▶ **WHAT IS BEING ASKED**:
Find how many lines below hold "document", then state that number by itself.

▶ **Dataset entries**:
------------------------

//! Loss development: maturing an as-reported estimate into an ultimate figure

use crate::config::BusinessLineSpec;
use crate::error::{DashboardError, Result};
use rand::Rng;
use rand_distr::{Distribution, Normal};

/// Development applied to every period of one (business line, region) segment
#[derive(Debug, Clone)]
pub struct DevelopmentModel {
    /// Segment development factor, always >= 1.0
    factor: f64,
    noise: Normal<f64>,
}

impl DevelopmentModel {
    /// Build a model with a fixed factor and Normal(1, noise_sd) per-row noise
    pub fn new(factor: f64, noise_sd: f64) -> Result<Self> {
        if !(factor >= 1.0) || !factor.is_finite() {
            return Err(DashboardError::Config(format!(
                "development factor must be finite and >= 1.0, got {}",
                factor
            )));
        }
        let noise = unit_normal("development", noise_sd)?;
        Ok(Self { factor, noise })
    }

    /// Draw the segment factor uniformly from the business line's development range
    pub fn draw(line: &BusinessLineSpec, noise_sd: f64, rng: &mut impl Rng) -> Result<Self> {
        let factor = rng.random_range(line.development_min..=line.development_max);
        Self::new(factor, noise_sd)
    }

    pub fn factor(&self) -> f64 {
        self.factor
    }

    /// Developed (ultimate) loss for one period.
    ///
    /// The noisy multiplier is floored at 1.0 so the result never falls
    /// below `incurred`.
    pub fn develop(&self, incurred: f64, rng: &mut impl Rng) -> f64 {
        let multiplier = (self.factor * self.noise.sample(rng)).max(1.0);
        incurred * multiplier
    }
}

/// Normal(1, sd) noise; sd must be finite and non-negative
pub(crate) fn unit_normal(label: &str, sd: f64) -> Result<Normal<f64>> {
    if !(sd >= 0.0) || !sd.is_finite() {
        return Err(DashboardError::Config(format!(
            "{} noise sd must be finite and non-negative, got {}",
            label, sd
        )));
    }
    Normal::new(1.0, sd).map_err(|e| DashboardError::Config(format!("{} noise sd {}: {}", label, sd, e)))
}
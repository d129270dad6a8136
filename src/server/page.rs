//! Dashboard page: filter controls plus two Plotly charts redrawn on every change

pub const INDEX_HTML: &str = r##"<!DOCTYPE html>
<html lang="en">
<head>
    <meta charset="UTF-8">
    <meta name="viewport" content="width=device-width, initial-scale=1.0">
    <title>P&amp;C Insurance Loss Ratio Dashboard</title>
    <script src="https://cdn.plot.ly/plotly-2.35.2.min.js"></script>
    <style>
        :root {
            --background: #f0f2f5;
            --text: #2c3e50;
            --primary: #3498db;
            --white: #ffffff;
        }
        body { margin: 0; background: var(--background); color: var(--text); font-family: 'Segoe UI', Arial, sans-serif; }
        header { background: var(--primary); color: var(--white); padding: 20px 30px; text-align: center; }
        header h1 { margin: 0; font-size: 2.2em; }
        header p { margin: 10px 0 0; opacity: 0.9; }
        main { padding: 30px; }
        .card { background: var(--white); padding: 25px; border-radius: 8px; box-shadow: 0 4px 6px rgba(0,0,0,0.1); }
        .filters { display: flex; flex-wrap: wrap; gap: 25px; margin-bottom: 30px; }
        .filters label { font-weight: 600; display: block; margin-bottom: 8px; }
        .filters select { width: 100%; min-height: 6em; }
        .graphs { display: flex; flex-wrap: wrap; gap: 30px; }
        #summary { margin-bottom: 20px; font-size: 1.1em; }
    </style>
</head>
<body>
<header>
    <h1>P&amp;C Insurance Loss Ratio Dashboard</h1>
    <p>Reported vs developed loss ratios by business line and region.</p>
</header>
<main>
    <div class="card filters">
        <div style="flex: 1 1 250px"><label for="lines">Business Line</label><select id="lines" multiple></select></div>
        <div style="flex: 1 1 250px"><label for="regions">Region</label><select id="regions" multiple></select></div>
        <div style="flex: 2 1 400px">
            <label>Date Range</label>
            <input type="date" id="start"> to <input type="date" id="end">
        </div>
    </div>
    <div id="summary" class="card"></div>
    <div class="graphs">
        <div class="card" style="flex: 2 1 600px"><div id="series"></div></div>
        <div class="card" style="flex: 1 1 300px"><div id="comparison"></div></div>
    </div>
</main>
<script>
const palette = ['#3498db', '#e67e22', '#2ecc71', '#9b59b6', '#f1c40f', '#e74c3c', '#34495e'];
const pct = v => (v * 100).toFixed(1) + '%';

function fill(select, values) {
    select.innerHTML = '';
    for (const v of values) {
        const opt = document.createElement('option');
        opt.value = v; opt.textContent = v; opt.selected = true;
        select.appendChild(opt);
    }
}

function selected(select) {
    return Array.from(select.selectedOptions).map(o => o.value);
}

async function redraw() {
    const filter = {
        business_lines: selected(document.getElementById('lines')),
        regions: selected(document.getElementById('regions')),
        start: document.getElementById('start').value || null,
        end: document.getElementById('end').value || null,
    };
    const res = await fetch('/api/dashboard', {
        method: 'POST',
        headers: { 'Content-Type': 'application/json' },
        body: JSON.stringify(filter),
    });
    const view = await res.json();
    if (!res.ok) {
        document.getElementById('summary').textContent = view.error || 'request failed';
        return;
    }

    const t = view.totals;
    document.getElementById('summary').textContent = t.rows === 0
        ? 'No data for this selection.'
        : `Premium ${t.earned_premium.toLocaleString()} | reported LR ${pct(t.reported_loss_ratio)} | developed LR ${pct(t.developed_loss_ratio)}`;

    const lines = [...new Set(view.series.map(p => p.business_line))];
    const traces = [];
    lines.forEach((line, i) => {
        const pts = view.series.filter(p => p.business_line === line);
        const color = palette[i % palette.length];
        traces.push({ x: pts.map(p => p.period), y: pts.map(p => p.reported_loss_ratio), name: line + ' (reported)',
                      mode: 'lines+markers', line: { color } });
        traces.push({ x: pts.map(p => p.period), y: pts.map(p => p.developed_loss_ratio), name: line + ' (developed)',
                      mode: 'lines', line: { color, dash: 'dash' } });
    });
    Plotly.react('series', traces, {
        title: '<b>Monthly Loss Ratio: Reported vs Developed</b>',
        yaxis: { tickformat: '.0%' },
        legend: { orientation: 'h' },
    });

    const cmp = view.comparison;
    Plotly.react('comparison', [
        { type: 'bar', orientation: 'h', name: 'Reported', y: cmp.map(c => c.business_line), x: cmp.map(c => c.reported_loss_ratio), marker: { color: palette[0] } },
        { type: 'bar', orientation: 'h', name: 'Developed', y: cmp.map(c => c.business_line), x: cmp.map(c => c.developed_loss_ratio), marker: { color: palette[1] } },
    ], {
        title: '<b>Avg. Loss Ratio</b>',
        barmode: 'group',
        xaxis: { tickformat: '.0%' },
    });
}

async function init() {
    const options = await (await fetch('/api/options')).json();
    fill(document.getElementById('lines'), options.business_lines);
    fill(document.getElementById('regions'), options.regions);
    for (const [id, value] of [['start', options.min_period], ['end', options.max_period]]) {
        const input = document.getElementById(id);
        input.min = options.min_period; input.max = options.max_period;
        if (value) input.value = value;
    }
    for (const id of ['lines', 'regions', 'start', 'end']) {
        document.getElementById(id).addEventListener('change', redraw);
    }
    redraw();
}

init();
</script>
</body>
</html>
"##;
//! Fact table row and the read-only dataset built from it

use chrono::NaiveDate;
use serde::{Deserialize, Serialize};

/// Loss divided by premium, 0 when no premium was earned
pub fn loss_ratio(loss: f64, premium: f64) -> f64 {
    if premium != 0.0 {
        loss / premium
    } else {
        0.0
    }
}

/// One row of the fact table: a (business line, region, period) cell
#[derive(Debug, Clone, PartialEq, Serialize, Deserialize)]
pub struct LossRecord {
    /// First day of the reporting month
    pub period: NaiveDate,
    pub business_line: String,
    pub region: String,
    pub earned_premium: f64,
    /// As-reported loss estimate
    pub incurred_loss: f64,
    /// Ultimate loss after development, never below `incurred_loss`
    pub developed_loss: f64,
}

impl LossRecord {
    pub fn reported_loss_ratio(&self) -> f64 {
        loss_ratio(self.incurred_loss, self.earned_premium)
    }

    pub fn developed_loss_ratio(&self) -> f64 {
        loss_ratio(self.developed_loss, self.earned_premium)
    }

    /// Implied development factor (developed / incurred)
    pub fn development_factor(&self) -> f64 {
        if self.incurred_loss > 0.0 {
            self.developed_loss / self.incurred_loss
        } else {
            1.0
        }
    }
}

/// Immutable in-memory fact table
#[derive(Debug, Clone, Default, PartialEq)]
pub struct Dataset {
    records: Vec<LossRecord>,
}

impl Dataset {
    pub fn new(records: Vec<LossRecord>) -> Self {
        Self { records }
    }

    pub fn records(&self) -> &[LossRecord] {
        &self.records
    }

    pub fn len(&self) -> usize {
        self.records.len()
    }

    pub fn is_empty(&self) -> bool {
        self.records.is_empty()
    }

    /// Distinct business lines in first-seen order
    pub fn business_lines(&self) -> Vec<String> {
        distinct(self.records.iter().map(|r| r.business_line.as_str()))
    }

    /// Distinct regions in first-seen order
    pub fn regions(&self) -> Vec<String> {
        distinct(self.records.iter().map(|r| r.region.as_str()))
    }

    /// Earliest and latest period, None for an empty table
    pub fn period_bounds(&self) -> Option<(NaiveDate, NaiveDate)> {
        let min = self.records.iter().map(|r| r.period).min()?;
        let max = self.records.iter().map(|r| r.period).max()?;
        Some((min, max))
    }
}

fn distinct<'a>(values: impl Iterator<Item = &'a str>) -> Vec<String> {
    let mut out: Vec<String> = Vec::new();
    for value in values {
        if !out.iter().any(|v| v == value) {
            out.push(value.to_string());
        }
    }
    out
}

------------------------

▶ **EXERCISE RESPONSE**:
11